Ils sont enchantés de nos pastèques, ils n’ont pas ça chez eux, mais ils en consomment modérément. En revanche ils ne cessent pas de manger du pain, sans interruption, pour eux c’est comme respirer. Ou comme le riz.

Ils laissent pousser l’ongle de leur petit doigt de deux ou trois centimètres : c’est ce qui représente chez eux le dandysme, l’instinct de damoiseau. C’est un sacrifice de leur part, puisque l’ongle les dérange manifestement dans le sport, comme nos dames sont dérangées par le rouge à lèvres ou les chaussures de plage dans le sable.

Ils se plaignent du temps qu’il fait, à ma grande surprise ils en veulent non au froid mais à la chaleur (ils ont goûté cette semaine ces deux bienfaits du "climat tempéré"). Je trouve cela immodeste, en pensant aux canicules de quarante degrés au Japon. Mais c’est vrai, à l’étranger on est plus exigeant.

À mon grand plaisir car je l’ignorais, ils revendiquent une parenté avec la race hongroise, ils évoquent aussi des racines linguistiques communes. Lorsque l’un d’entre eux mentionne qu’ils apprennent et prononcent les mots hongrois facilement, les autres s’attroupent autour de lui et se surpassent en exemples de mots frères comme eau (en hongrois víz, en japonais mízó), couverture (takaróvatalestchi tatchi). Etc.

Une surprise immense : je leur demande de citer de grands poètes japonais, l’un évoque Indsamandso. Mais ce nom, je l’ai inventé pour une de mes caricatures poétiques que j’ai concoctées sur les traductions japonaises de Kosztolányi. Et ne voilà-t-il pas qu’existe vraiment un poète japonais de ce nom ! Je ne serai plus surpris désormais si un de mes confrères humoristes japonais avait inventé le nom Kosztolányi dans sa parodie de la poésie hongroise.

Comme nous, ils aiment le foie gras.

À propos de leur écriture filant du haut en bas ils prétendent qu’elle est aussi lisible pour les Chinois, les Mandchous et les Hittites, mais ils lisent le même texte dans une autre langue. Au vu de mon étonnement l’un d’eux m’explique très intelligemment que c’est la même chose que de lire chez nous les chiffres arabes, chaque peuple dans sa propre langue.

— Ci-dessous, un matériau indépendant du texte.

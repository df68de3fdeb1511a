//! Business logic for Hashlab.
//!
//! This crate defines the hashing "port" (the `TextHasher` trait) that the
//! infrastructure layer implements, plus the `HashService` that drives the
//! demo. It depends only on `hashlab-types` -- never on a crypto crate.

pub mod hasher;
pub mod service;
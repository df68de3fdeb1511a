//! Application state wiring the hash service together.
//!
//! The service is generic over the hasher trait, but AppState pins it to the
//! concrete SHA-256 adapter from hashlab-infra.

use std::sync::Arc;

use hashlab_core::service::HashService;
use hashlab_infra::hash::Sha256TextHasher;

/// Concrete type alias for the service generic pinned to the infra hasher.
pub type ConcreteHashService = HashService<Sha256TextHasher>;

/// Shared application state holding the hash service.
///
/// The service owns the reverse-lookup cache, so the cache lives exactly as
/// long as the process.
#[derive(Clone)]
pub struct AppState {
    pub hash_service: Arc<ConcreteHashService>,
}

impl AppState {
    /// Initialize the application state with an empty cache.
    pub fn new() -> Self {
        Self {
            hash_service: Arc::new(HashService::new(Sha256TextHasher::new())),
        }
    }
}

impl Default for AppState {
    fn default() -> Self {
        Self::new()
    }
}
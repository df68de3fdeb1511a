//! Hashlab server entry point.
//!
//! Binary name: `hashlab`
//!
//! Parses CLI arguments, wires the hash service, and serves the SHA-256
//! demo API until Ctrl+C or SIGTERM.

mod http;
mod state;

use clap::Parser;
use tracing_subscriber::EnvFilter;

use state::AppState;

#[derive(Parser)]
#[command(name = "hashlab", version, about = "SHA-256 hashing and integrity demo server")]
struct Cli {
    /// Address to bind.
    #[arg(long, default_value = "127.0.0.1", env = "HASHLAB_HOST")]
    host: String,

    /// Port to listen on.
    #[arg(long, default_value_t = 3001, env = "HASHLAB_PORT")]
    port: u16,

    /// Increase log verbosity (-v, -vv).
    #[arg(short, long, action = clap::ArgAction::Count)]
    verbose: u8,

    /// Only log errors.
    #[arg(short, long)]
    quiet: bool,
}

#[tokio::main]
async fn main() -> anyhow::Result<()> {
    let cli = Cli::parse();

    // Set up tracing based on verbosity
    let filter = match cli.verbose {
        0 if cli.quiet => "error",
        0 => "warn,hashlab=info",
        1 => "info,hashlab=debug,hashlab_core=debug",
        _ => "trace",
    };

    tracing_subscriber::fmt()
        .with_env_filter(EnvFilter::new(filter))
        .with_target(false)
        .init();

    let state = AppState::new();

    let addr = format!("{}:{}", cli.host, cli.port);
    let listener = tokio::net::TcpListener::bind(&addr).await?;

    println!("  SHA-256 demo server running on http://{addr}");
    println!("  Health check: http://{addr}/api/health");
    println!("  Press Ctrl+C to stop");
    tracing::info!(%addr, "hashlab API listening");

    let router = http::router::build_router(state);

    axum::serve(listener, router)
        .with_graceful_shutdown(shutdown_signal())
        .await?;

    println!("\n  Server stopped.");

    Ok(())
}

/// Wait for Ctrl+C or SIGTERM for graceful shutdown.
async fn shutdown_signal() {
    let ctrl_c = async {
        tokio::signal::ctrl_c()
            .await
            .expect("failed to install Ctrl+C handler");
    };

    #[cfg(unix)]
    let terminate = async {
        tokio::signal::unix::signal(tokio::signal::unix::SignalKind::terminate())
            .expect("failed to install SIGTERM handler")
            .recv()
            .await;
    };

    #[cfg(not(unix))]
    let terminate = std::future::pending::<()>();

    tokio::select! {
        _ = ctrl_c => {},
        _ = terminate => {},
    }
}
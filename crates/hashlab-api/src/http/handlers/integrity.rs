//! Message-integrity demo endpoints: sender and receiver sides.

use axum::extract::State;
use axum::Json;

use hashlab_types::hash::{
    IntegritySendRequest, IntegritySendResponse, IntegrityVerifyRequest,
    IntegrityVerifyResponse,
};

use crate::http::error::AppError;
use crate::state::AppState;

/// POST /api/integrity/send - Compute the digest to transmit with a message.
///
/// Does not populate the reverse-lookup cache; the integrity demo is
/// deliberately separate from the hashing demo.
pub async fn integrity_send(
    State(state): State<AppState>,
    Json(body): Json<IntegritySendRequest>,
) -> Result<Json<IntegritySendResponse>, AppError> {
    let message = body.message.as_deref().unwrap_or_default();
    let resp = state.hash_service.integrity_send(message)?;
    Ok(Json(resp))
}

/// POST /api/integrity/verify - Recompute and compare the received digest.
pub async fn verify_integrity(
    State(state): State<AppState>,
    Json(body): Json<IntegrityVerifyRequest>,
) -> Result<Json<IntegrityVerifyResponse>, AppError> {
    let resp = state.hash_service.verify_integrity(
        body.original_message.as_deref().unwrap_or_default(),
        body.original_hash.as_deref().unwrap_or_default(),
        body.received_message.as_deref().unwrap_or_default(),
    )?;
    Ok(Json(resp))
}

Et enfin : l’Abyssinie ne les intéresse pas.

 

Színházi Élet, n° 35, 1935.

Article suivant paru dans Színházi Élet



[1] Personnage du drame de Menyhért Lengyel (1880-1974) intitulé "Typhon" (1934).

[2] Lafkadio Hearn (1850-1904). Écrivain irlandais qu prit la nationalité japonaise sous le nom de Yakumo Koizumi auteur de Kokoro, au cœur de la vie japonaise.

[3] Menyhért Lengyel (1880-1974). Écrivain publiciste hongrois.